Le ton monte au sommet de l'État. Sébastien Lecornu, le ministre en charge de la Transition écologique, se prépare à activer le levier de la dissolution de l'Assemblée nationale, en réponse aux récentes motions de censure introduites par le Rassemblement national et la France Insoumise. Alors que la France s'oppose vigoureusement à la Commission européenne concernant le traité de libre-échange Mercosur, ce sujet agace particulièrement Lecornu, car il complique les discussions budgétaires en cours.
La France a choisi de voter contre, une décision qui ne fait qu'ajouter à la pression politique.

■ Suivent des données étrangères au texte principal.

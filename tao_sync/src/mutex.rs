//! Process-shared mutex: the first of the four guard primitives.

use crate::time::Deadline;
use std::cell::UnsafeCell;
use std::mem::MaybeUninit;
use tao_common::error::Status;

/// Whether a guard is shared across processes or local to one process.
///
/// Set at initialization and immutable thereafter.
#[derive(Debug, Clone, Copy, PartialEq, Eq)]
pub enum SharedFlag {
    /// Usable only within the initializing process (thread-pool-internal).
    ProcessPrivate,
    /// Usable by any process that maps the segment containing this guard.
    ProcessShared,
}

/// A process-shared (or process-private) mutex in-place in shared memory.
///
/// Placed at a fixed offset inside a segment, identically to how
/// `SegmentHeader` is placed at offset 0 in `segment.rs` — callers obtain a
/// reference by casting a raw pointer into the mapping, never by moving this
/// struct after `init`.
#[repr(C)]
pub struct RawMutex {
    inner: UnsafeCell<libc::pthread_mutex_t>,
}

unsafe impl Send for RawMutex {}
unsafe impl Sync for RawMutex {}

impl RawMutex {
    /// Construct an uninitialized mutex. Call [`RawMutex::init`] before use.
    pub const fn new() -> Self {
        RawMutex {
            inner: UnsafeCell::new(unsafe_zeroed_pthread_mutex()),
        }
    }

    /// Initialize the mutex in place.
    pub fn init(&self, shared: SharedFlag) -> Result<(), Status> {
        unsafe {
            let mut attr = MaybeUninit::<libc::pthread_mutexattr_t>::uninit();
            if libc::pthread_mutexattr_init(attr.as_mut_ptr()) != 0 {
                return Err(Status::Error);
            }
            let mut attr = attr.assume_init();
            if shared == SharedFlag::ProcessShared {
                libc::pthread_mutexattr_setpshared(&mut attr, libc::PTHREAD_PROCESS_SHARED);
            }
            let rc = libc::pthread_mutex_init(self.inner.get(), &attr);
            libc::pthread_mutexattr_destroy(&mut attr);
            if rc != 0 {
                return Err(Status::Error);
            }
        }
        Ok(())
    }

    /// Destroy the mutex. The caller must not hold the lock.
    pub fn destroy(&self) {
        unsafe {
            libc::pthread_mutex_destroy(self.inner.get());
        }
    }

    /// Block until the lock is acquired.
    pub fn lock(&self) -> Status {
        let rc = unsafe { libc::pthread_mutex_lock(self.inner.get()) };
        if rc == 0 { Status::Ok } else { Status::Error }
    }

    /// Acquire the lock without blocking; `Timeout` on contention.
    pub fn try_lock(&self) -> Status {
        let rc = unsafe { libc::pthread_mutex_trylock(self.inner.get()) };
        match rc {
            0 => Status::Ok,
            libc::EBUSY => Status::Timeout,
            _ => Status::Error,
        }
    }

    /// Acquire the lock with a relative timeout, applying the degrade
    /// rules (beyond `MAX_TIME_SECONDS` blocks, below one tick is `try_lock`).
    pub fn timed_lock(&self, secs: f64) -> Status {
        match Deadline::relative(secs) {
            Deadline::Blocking => self.lock(),
            Deadline::NoWait => self.try_lock(),
            Deadline::Absolute(ts) => self.abstimed_lock(ts),
        }
    }

    /// Acquire the lock by an absolute `CLOCK_REALTIME` deadline.
    pub fn abstimed_lock(&self, deadline: crate::time::Timestamp) -> Status {
        let ts = deadline.to_timespec();
        let rc = unsafe { libc::pthread_mutex_timedlock(self.inner.get(), &ts) };
        match rc {
            0 => Status::Ok,
            libc::ETIMEDOUT => Status::Timeout,
            _ => Status::Error,
        }
    }

    /// Release the lock.
    pub fn unlock(&self) -> Status {
        let rc = unsafe { libc::pthread_mutex_unlock(self.inner.get()) };
        if rc == 0 { Status::Ok } else { Status::Error }
    }

    /// Raw pointer to the underlying `pthread_mutex_t`, for use by
    /// [`crate::condvar::RawCondvar::wait`] and friends.
    pub(crate) fn raw(&self) -> *mut libc::pthread_mutex_t {
        self.inner.get()
    }
}

impl Default for RawMutex {
    fn default() -> Self {
        Self::new()
    }
}

const fn unsafe_zeroed_pthread_mutex() -> libc::pthread_mutex_t {
    // SAFETY: `pthread_mutex_t` is a POD type on every libc target this
    // crate supports; a zeroed value is reinitialized by `init` before use.
    unsafe { std::mem::zeroed() }
}

#[cfg(test)]
mod tests {
    use super::*;

    #[test]
    fn lock_unlock_cycle() {
        let m = RawMutex::new();
        m.init(SharedFlag::ProcessPrivate).unwrap();
        assert_eq!(m.lock(), Status::Ok);
        assert_eq!(m.unlock(), Status::Ok);
        m.destroy();
    }

    #[test]
    fn try_lock_contends() {
        let m = RawMutex::new();
        m.init(SharedFlag::ProcessPrivate).unwrap();
        assert_eq!(m.lock(), Status::Ok);
        assert_eq!(m.try_lock(), Status::Timeout);
        assert_eq!(m.unlock(), Status::Ok);
        m.destroy();
    }

    #[test]
    fn timed_lock_expires() {
        let m = RawMutex::new();
        m.init(SharedFlag::ProcessPrivate).unwrap();
        assert_eq!(m.lock(), Status::Ok);
        assert_eq!(m.timed_lock(0.05), Status::Timeout);
        assert_eq!(m.unlock(), Status::Ok);
        m.destroy();
    }

    #[test]
    fn process_shared_init() {
        let m = RawMutex::new();
        assert!(m.init(SharedFlag::ProcessShared).is_ok());
        m.destroy();
    }
}
//! Remote deformable mirror: inline actuator-vector ring.

use super::{Command, RemoteCore, State};
use crate::segment::{CreateFlags, ShmId};
use std::sync::atomic::Ordering;
use tao_common::consts::FAMILY_REMOTE_MIRROR;
use tao_common::error::{TaoError, TaoResult};
use tao_sync::{Deadline, Timestamp};

/// Dataframe header at the start of every ring slot.
#[repr(C)]
pub struct DataframeHeader {
    /// Serial of the frame this slot currently holds.
    pub serial: std::sync::atomic::AtomicI64,
    /// User-defined tag carried through from the triggering `send`/`reset`.
    pub mark: i64,
    /// Time the slot was published.
    pub timestamp: Timestamp,
}

/// Remote-mirror header: the remote base plus actuator geometry, command
/// bounds, and the four contiguous per-slot vectors.
#[repr(C)]
pub struct MirrorHeader {
    /// Remote-object base.
    pub base: super::RemoteHeader,
    /// Number of actuators.
    pub nacts: i64,
    /// Logical actuator grid dimensions (e.g. for a 2-D DM layout).
    pub grid_dims: [i64; 2],
    /// Minimum commandable actuator value.
    pub cmin: f64,
    /// Maximum commandable actuator value.
    pub cmax: f64,
    /// Reference vector, applied as a baseline to every `send`.
    pub reference_offset: usize,
    /// Perturbation vector, applied once then cleared.
    pub perturbation_offset: usize,
    /// Most recently requested vector, pre-clamp.
    pub requested_offset: usize,
    /// Most recently published (clamped, callback-adjusted) vector.
    pub effective_offset: usize,
    /// `mark` argument of the in-flight `send`/`reset` command, written
    /// under the base mutex alongside the requested vector and consumed by
    /// [`RemoteMirror::execute_send`].
    pub pending_mark: i64,
}

fn clamp(v: f64, lo: f64, hi: f64) -> f64 {
    v.max(lo).min(hi)
}

/// An owned handle to a remote deformable-mirror object.
pub struct RemoteMirror {
    core: RemoteCore,
    nacts: usize,
}

impl RemoteMirror {
    /// Allocate a new remote mirror with `nacts` actuators and `nbufs`
    /// inline ring slots.
    pub fn create(
        owner: &str,
        nacts: usize,
        grid_dims: [i64; 2],
        cmin: f64,
        cmax: f64,
        nbufs: usize,
        flags: CreateFlags,
    ) -> TaoResult<Self> {
        if nbufs < 2 {
            return Err(TaoError::BadArgument("nbufs must be >= 2".into()));
        }
        let header_size = std::mem::size_of::<MirrorHeader>();
        let vector_bytes = nacts * std::mem::size_of::<f64>();
        let base_vectors_offset = header_size;
        let slot_header = std::mem::size_of::<DataframeHeader>();
        let slot_payload = vector_bytes;
        let stride = (slot_header + slot_payload).next_multiple_of(tao_common::consts::CACHE_LINE_SIZE);
        let ring_offset = base_vectors_offset + 4 * vector_bytes;
        let total = ring_offset + nbufs * stride;

        let core = RemoteCore::create(
            total,
            FAMILY_REMOTE_MIRROR,
            owner,
            nbufs as i64,
            ring_offset as i64,
            stride as i64,
            flags,
        )?;

        unsafe {
            let header = core.base_ptr() as *mut MirrorHeader;
            std::ptr::addr_of_mut!((*header).nacts).write(nacts as i64);
            std::ptr::addr_of_mut!((*header).grid_dims).write(grid_dims);
            std::ptr::addr_of_mut!((*header).cmin).write(cmin);
            std::ptr::addr_of_mut!((*header).cmax).write(cmax);
            std::ptr::addr_of_mut!((*header).reference_offset).write(base_vectors_offset);
            std::ptr::addr_of_mut!((*header).perturbation_offset)
                .write(base_vectors_offset + vector_bytes);
            std::ptr::addr_of_mut!((*header).requested_offset)
                .write(base_vectors_offset + 2 * vector_bytes);
            std::ptr::addr_of_mut!((*header).effective_offset)
                .write(base_vectors_offset + 3 * vector_bytes);
            std::ptr::addr_of_mut!((*header).pending_mark).write(0);
        }

        Ok(RemoteMirror { core, nacts })
    }

    /// Attach to an existing remote mirror by id.
    pub fn attach(shmid: ShmId) -> TaoResult<Self> {
        let core = RemoteCore::attach(shmid, FAMILY_REMOTE_MIRROR)?;
        let nacts = unsafe { (*(core.base_ptr() as *const MirrorHeader)).nacts as usize };
        Ok(RemoteMirror { core, nacts })
    }

    fn header(&self) -> &MirrorHeader {
        unsafe { &*(self.core.base_ptr() as *const MirrorHeader) }
    }

    fn vector_mut(&self, offset: usize) -> &mut [f64] {
        unsafe {
            std::slice::from_raw_parts_mut(
                self.core.base_ptr().add(offset) as *mut f64,
                self.nacts,
            )
        }
    }

    /// Number of actuators.
    pub fn nacts(&self) -> usize {
        self.nacts
    }

    /// Client: update the reference vector used by subsequent `send`s.
    pub fn set_reference(&self, vals: &[f64], deadline: Deadline) -> TaoResult<i64> {
        if vals.len() != self.nacts {
            return Err(TaoError::BadRank(vals.len()));
        }
        self.core.queue_command(Command::Config, deadline, || {
            self.vector_mut(self.header().reference_offset).copy_from_slice(vals);
        })
    }

    /// Client: install a one-shot perturbation applied to the next `send`.
    pub fn set_perturbation(&self, vals: &[f64], deadline: Deadline) -> TaoResult<i64> {
        if vals.len() != self.nacts {
            return Err(TaoError::BadRank(vals.len()));
        }
        self.core.queue_command(Command::Config, deadline, || {
            self.vector_mut(self.header().perturbation_offset).copy_from_slice(vals);
        })
    }

    /// Client: request `effective = clamp(reference + perturbation + vals,
    /// cmin, cmax)`, tagged with `mark`. The perturbation is cleared
    /// as part of the command.
    pub fn send(&self, vals: &[f64], mark: i64, deadline: Deadline) -> TaoResult<i64> {
        if vals.len() != self.nacts {
            return Err(TaoError::BadRank(vals.len()));
        }
        self.core.queue_command(Command::Send, deadline, || {
            self.vector_mut(self.header().requested_offset).copy_from_slice(vals);
            unsafe {
                std::ptr::addr_of!(self.header().pending_mark)
                    .cast_mut()
                    .write(mark);
            }
        })
    }

    /// Client: `reset(mark)`, equivalent to `send` with an all-zero vector.
    pub fn reset(&self, mark: i64, deadline: Deadline) -> TaoResult<i64> {
        let zeros = vec![0.0; self.nacts];
        self.send(&zeros, mark, deadline)
    }

    /// Server: run one `on_send` cycle — compute the clamped target from
    /// the currently staged reference/perturbation/requested vectors,
    /// let `on_send` further restrict it, publish into the next ring slot
    /// tagged with the pending `send`/`reset`'s `mark`, and clear the
    /// perturbation.
    pub fn execute_send(&self, on_send: impl FnOnce(&mut [f64])) -> i64 {
        let header = self.header();
        let mark = header.pending_mark;
        let reference = self.vector_mut(header.reference_offset).to_vec();
        let perturbation = self.vector_mut(header.perturbation_offset).to_vec();
        let requested = self.vector_mut(header.requested_offset).to_vec();

        let mut effective: Vec<f64> = (0..self.nacts)
            .map(|i| clamp(reference[i] + perturbation[i] + requested[i], header.cmin, header.cmax))
            .collect();
        on_send(&mut effective);

        self.vector_mut(header.effective_offset).copy_from_slice(&effective);
        self.vector_mut(header.perturbation_offset).fill(0.0);

        let nbufs = self.core.header().nbufs;
        let serial = self.core.header().serial() + 1;
        let idx = ((serial - 1).rem_euclid(nbufs)) as usize;
        let slot_ptr = unsafe {
            self.core
                .base_ptr()
                .add((self.core.header().offset + idx as i64 * self.core.header().stride) as usize)
                as *mut DataframeHeader
        };
        unsafe {
            std::ptr::addr_of_mut!((*slot_ptr).mark).write(mark);
            std::ptr::addr_of_mut!((*slot_ptr).timestamp).write(Timestamp::now());
            (*slot_ptr).serial.store(serial, Ordering::Release);
            let payload_ptr = (slot_ptr as *mut u8).add(std::mem::size_of::<DataframeHeader>()) as *mut f64;
            std::slice::from_raw_parts_mut(payload_ptr, self.nacts).copy_from_slice(&effective);
        }
        self.core.publish()
    }

    /// Client: queue a `start` command.
    pub fn start(&self, deadline: Deadline) -> TaoResult<i64> {
        self.core.queue_command(Command::Start, deadline, || {})
    }

    /// Client: queue a `stop` command.
    pub fn stop(&self, deadline: Deadline) -> TaoResult<i64> {
        self.core.queue_command(Command::Stop, deadline, || {})
    }

    /// Client: queue a `kill` command.
    pub fn kill(&self, deadline: Deadline) -> TaoResult<i64> {
        self.core.queue_command(Command::Kill, deadline, || {})
    }

    /// Wait for the server to have processed command `expected`.
    pub fn wait_command(&self, expected: i64, deadline: Deadline) -> TaoResult<()> {
        self.core.wait_command(expected, deadline)
    }

    /// Wait for output frame `s_req` (`0` for "next").
    pub fn wait_output(&self, s_req: i64, deadline: Deadline) -> i64 {
        self.core.wait_output(s_req, deadline)
    }

    /// Current lifecycle state.
    pub fn state(&self) -> State {
        self.core.header().state()
    }
}

#[cfg(test)]
mod tests {
    use super::*;

    #[test]
    fn create_attach_shares_nacts() {
        let mirror =
            RemoteMirror::create("dm0", 8, [2, 4], -1.0, 1.0, 2, CreateFlags::NONE).unwrap();
        let shmid = mirror.core.shmid();
        let attached = RemoteMirror::attach(shmid).unwrap();
        assert_eq!(attached.nacts(), 8);
    }

    #[test]
    fn execute_send_clamps_to_bounds() {
        let mirror =
            RemoteMirror::create("dm0", 2, [1, 2], -1.0, 1.0, 2, CreateFlags::NONE).unwrap();
        mirror
            .vector_mut(mirror.header().requested_offset)
            .copy_from_slice(&[5.0, -5.0]);
        let s = mirror.execute_send(|_| {});
        assert_eq!(s, 1);
        let effective = mirror.vector_mut(mirror.header().effective_offset).to_vec();
        assert_eq!(effective, vec![1.0, -1.0]);
    }

    #[test]
    fn set_reference_rejects_wrong_length() {
        let mirror =
            RemoteMirror::create("dm0", 4, [2, 2], -1.0, 1.0, 2, CreateFlags::NONE).unwrap();
        let result = mirror.set_reference(&[1.0, 2.0], Deadline::NoWait);
        assert!(matches!(result, Err(TaoError::BadRank(2))));
    }
}
//! Cross-component lifecycle: shared array create/attach, locking, and the
//! region-copy tool between a plain buffer and a shared array.

use tao::array::SharedArray;
use tao::segment::CreateFlags;
use tao::tools::{copy_region, PlainArray};
use tao_common::error::TaoError;
use tao_common::types::ElementType;
use tao_sync::Deadline;

#[test]
fn two_handles_to_the_same_segment_see_each_others_writes() {
    let writer = SharedArray::create(ElementType::F32, &[3, 2], CreateFlags::NONE).unwrap();
    let shmid = writer.shmid();

    writer.write_lock().unwrap();
    writer.fill::<f32>(7.0).unwrap();
    writer.set_serial(1);
    writer.write_unlock().unwrap();

    let reader = SharedArray::attach(shmid).unwrap();
    reader.read_lock().unwrap();
    assert_eq!(reader.serial(), 1);
    let data = reader.data();
    let floats = unsafe { std::slice::from_raw_parts(data.as_ptr() as *const f32, 6) };
    assert!(floats.iter().all(|&v| v == 7.0));
    reader.read_unlock().unwrap();
}

#[test]
fn copy_region_moves_subregion_from_plain_into_shared_array() {
    let mut src = PlainArray::new(ElementType::U8, vec![4, 2]);
    src.bytes_mut().copy_from_slice(&[1, 2, 3, 4, 5, 6, 7, 8]);

    let mut dst = SharedArray::create(ElementType::U8, &[4, 2], CreateFlags::NONE).unwrap();
    copy_region(
        &mut dst,
        &src,
        &[0, 0],
        &[0, 0],
        &[4, 2],
        2,
        Deadline::Blocking,
    )
    .unwrap();

    dst.read_lock().unwrap();
    assert_eq!(dst.data(), &[1, 2, 3, 4, 5, 6, 7, 8]);
    dst.read_unlock().unwrap();
}

#[test]
fn copy_region_rejects_self_copy() {
    let mut arr = SharedArray::create(ElementType::U8, &[2, 2], CreateFlags::NONE).unwrap();
    let shmid = arr.shmid();
    let alias = SharedArray::attach(shmid).unwrap();
    let result = copy_region(
        &mut arr,
        &alias,
        &[0, 0],
        &[0, 0],
        &[2, 2],
        2,
        Deadline::Blocking,
    );
    assert!(matches!(result, Err(TaoError::AlreadyInUse)));
}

Pour contrer les oppositions, Lecornu aurait demandé au ministre de l'Intérieur, Laurent Nunez, d’explorer la possibilité d’organiser des élections législatives anticipées concomitamment aux élections municipales prévues en mars 2026.
Un responsable du gouvernement a déclaré : « Il peut y avoir censure donc il peut y avoir dissolution. » En cas de renversement de Lecornu, le président de la République envisagerait de le remplacer par un retour aux urnes plutôt que de nommer un successeur immédiat. Ce scénario souligne l’urgence avec laquelle l'exécutif pense à sa stratégie politique face à un paysage parlementaire de plus en plus hostile.
Les discussions budgétaires, essentielles dans les semaines à venir, pourraient également être perturbées, intensifiant ainsi la pression sur Lecornu. Cédant à un passage en force à travers l'article 49.3 ou en prenant des ordonnances, la légitimité de son gouvernement pourrait être fortement mise en danger. Les tensions sont exacerbées par le retrait du groupe écologiste et des communistes, qui choisissent de ne plus participer à certaines réunions.
De plus, il a été observé que des députés socialistes s'éloignent de la ligne de conciliation prônée par leur leader, Olivier Faure, faisant craindre à Lecornu un affaiblissement de son assise politique. Autant de raisons qui l'incitent à montrer les muscles face à des oppositions grandissantes.
Alors que l’ombre d'une dissolution plane sur l’Assemblée, les partis politiques doivent se préparer à un possible bouleversement de la scène politique française dans les mois à venir.